In this example, I'd suggest embedding the tags in the Post, so that the resulting structure looks like this
{
title: "some post",
tags: [ "tag1", "tag2" ]
}
This is generally good practice when you don't need to have additional value on the relation. If you want to have the Tag
model on the client, you can still do it via embedding.
{
title: "some post",
tags: [ { name: "first tag" }, { name: "second tag" } ]
}
in this case you could specify it as an embedded relation, such as this
App.Post = DS.Model.extend({
title: DS.attr("string"),
tags: DS.hasMany("App.Tag")
});
App.Tag = DS.Model.extend({
name: DS.attr("string"),
post: DS.belongsTo("App.Post")
});
App.store.adapter.serializer.map("App.Tag", {
tags: { embedded: 'load' }
});
keep in mind that embedding only works in Ember Data revision 10. It is not supported in 5-9.
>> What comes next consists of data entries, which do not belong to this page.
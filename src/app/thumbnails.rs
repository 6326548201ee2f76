// Thumbnail textures for expanded cards, keyed by thumbnail filename.
// Bytes come from the prompt source; decoding runs on the blocking pool.

use std::collections::{HashMap, HashSet};
use std::sync::{mpsc, Arc};

use eframe::egui;
use tokio::runtime::Handle;

use crate::api::PromptSource;

pub struct DecodedImage {
    pub width: usize,
    pub height: usize,
    pub rgba: Vec<u8>,
}

pub fn decode_image(bytes: &[u8]) -> Result<DecodedImage, image::ImageError> {
    let rgba = image::load_from_memory(bytes)?.to_rgba8();
    let (w, h) = rgba.dimensions();
    Ok(DecodedImage {
        width: w as usize,
        height: h as usize,
        rgba: rgba.into_vec(),
    })
}

enum ThumbMsg {
    Ok { name: String, image: DecodedImage },
    Err { name: String },
}

pub enum ThumbnailState<'a> {
    Loading,
    Ready(&'a egui::TextureHandle),
    Failed,
}

pub struct ThumbnailCache {
    source: Arc<dyn PromptSource>,
    runtime: Handle,
    textures: HashMap<String, egui::TextureHandle>,
    loading: HashSet<String>,
    failed: HashSet<String>,
    tx: mpsc::Sender<ThumbMsg>,
    rx: mpsc::Receiver<ThumbMsg>,
}

impl ThumbnailCache {
    pub fn new(source: Arc<dyn PromptSource>, runtime: Handle) -> Self {
        let (tx, rx) = mpsc::channel();
        Self {
            source,
            runtime,
            textures: HashMap::new(),
            loading: HashSet::new(),
            failed: HashSet::new(),
            tx,
            rx,
        }
    }

    /// Current state for `name`, scheduling a fetch on first sight.
    pub fn get(&mut self, ctx: &egui::Context, name: &str) -> ThumbnailState<'_> {
        if self.failed.contains(name) {
            return ThumbnailState::Failed;
        }
        if !self.textures.contains_key(name) && !self.loading.contains(name) {
            self.schedule(ctx, name);
        }
        match self.textures.get(name) {
            Some(tex) => ThumbnailState::Ready(tex),
            None => ThumbnailState::Loading,
        }
    }

    fn schedule(&mut self, ctx: &egui::Context, name: &str) {
        self.loading.insert(name.to_string());
        let name = name.to_string();
        let source = self.source.clone();
        let tx = self.tx.clone();
        let ctx = ctx.clone();
        log::debug!("thumbnail schedule: {name}");
        self.runtime.spawn(async move {
            let msg = match source.thumbnail(&name).await {
                Ok(bytes) => match tokio::task::spawn_blocking(move || decode_image(&bytes)).await {
                    Ok(Ok(image)) => ThumbMsg::Ok { name, image },
                    Ok(Err(e)) => {
                        log::warn!("thumbnail decode failed: {name}: {e}");
                        ThumbMsg::Err { name }
                    }
                    Err(e) => {
                        log::warn!("thumbnail decode task failed: {name}: {e}");
                        ThumbMsg::Err { name }
                    }
                },
                Err(e) => {
                    log::warn!("thumbnail fetch failed: {name}: {e}");
                    ThumbMsg::Err { name }
                }
            };
            let _ = tx.send(msg);
            ctx.request_repaint();
        });
    }

    /// Uploads finished decodes. Returns true when anything changed.
    pub fn poll_incoming(&mut self, ctx: &egui::Context) -> bool {
        let mut changed = false;
        while let Ok(msg) = self.rx.try_recv() {
            changed = true;
            match msg {
                ThumbMsg::Ok { name, image } => {
                    let color = egui::ColorImage::from_rgba_unmultiplied(
                        [image.width, image.height],
                        &image.rgba,
                    );
                    let tex = ctx.load_texture(
                        format!("thumb_{name}"),
                        color,
                        egui::TextureOptions::default(),
                    );
                    self.loading.remove(&name);
                    self.textures.insert(name, tex);
                }
                ThumbMsg::Err { name } => {
                    self.loading.remove(&name);
                    self.failed.insert(name);
                }
            }
        }
        changed
    }

    /// Forgets failures so they are retried, e.g. after a list refresh.
    pub fn retry_failed(&mut self) {
        self.failed.clear();
    }
}

#[cfg(test)]
mod tests {
    use super::*;
    use crate::api::{ApiError, ListPage, ListRequest};
    use async_trait::async_trait;
    use std::io::Cursor;
    use std::time::Duration;

    fn png_bytes() -> Vec<u8> {
        let img = image::RgbaImage::from_pixel(3, 2, image::Rgba([10, 20, 30, 255]));
        let mut out = Cursor::new(Vec::new());
        img.write_to(&mut out, image::ImageFormat::Png).unwrap();
        out.into_inner()
    }

    struct FixedThumbs;

    #[async_trait]
    impl PromptSource for FixedThumbs {
        async fn list(&self, _request: &ListRequest) -> Result<ListPage, ApiError> {
            Ok(ListPage::default())
        }
        async fn toggle_favorite(&self, _id: i64) -> Result<(), ApiError> {
            Ok(())
        }
        async fn delete(&self, _id: i64) -> Result<(), ApiError> {
            Ok(())
        }
        async fn thumbnail(&self, filename: &str) -> Result<Vec<u8>, ApiError> {
            match filename {
                "ok.png" => Ok(png_bytes()),
                "broken.png" => Ok(b"not an image".to_vec()),
                _ => Err(ApiError::Status {
                    status: 404,
                    body: String::new(),
                }),
            }
        }
        fn export_url(&self) -> Result<String, ApiError> {
            Ok("http://localhost/export".into())
        }
        fn thumbnail_url(&self, filename: &str) -> Result<String, ApiError> {
            Ok(format!("http://localhost/thumbnail/{filename}"))
        }
    }

    #[test]
    fn decodes_png_into_rgba() {
        let image = decode_image(&png_bytes()).unwrap();
        assert_eq!((image.width, image.height), (3, 2));
        assert_eq!(image.rgba.len(), 3 * 2 * 4);
        assert_eq!(&image.rgba[..4], &[10, 20, 30, 255]);
        assert!(decode_image(b"garbage").is_err());
    }

    #[tokio::test(flavor = "multi_thread", worker_threads = 2)]
    async fn textures_load_and_failures_stick() {
        let ctx = egui::Context::default();
        let mut cache = ThumbnailCache::new(Arc::new(FixedThumbs), Handle::current());
        for name in ["ok.png", "broken.png", "missing.png"] {
            assert!(matches!(cache.get(&ctx, name), ThumbnailState::Loading));
        }

        for _ in 0..200 {
            cache.poll_incoming(&ctx);
            if cache.loading.is_empty() {
                break;
            }
            tokio::time::sleep(Duration::from_millis(10)).await;
        }

        assert!(matches!(cache.get(&ctx, "ok.png"), ThumbnailState::Ready(_)));
        assert!(matches!(cache.get(&ctx, "broken.png"), ThumbnailState::Failed));
        assert!(matches!(cache.get(&ctx, "missing.png"), ThumbnailState::Failed));

        cache.retry_failed();
        assert!(matches!(cache.get(&ctx, "missing.png"), ThumbnailState::Loading));
    }
}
Most of the time you don't really want to model everything the same way as you would model it in a relation database.
You should lean towards NoSQL-ish JSON, which generally means embedding things, rather than making complex associations. The reason for this is that your database can JOIN
data very efficiently, especially with indexes, but doing this over the network is a bad idea because it results in a lot of requests.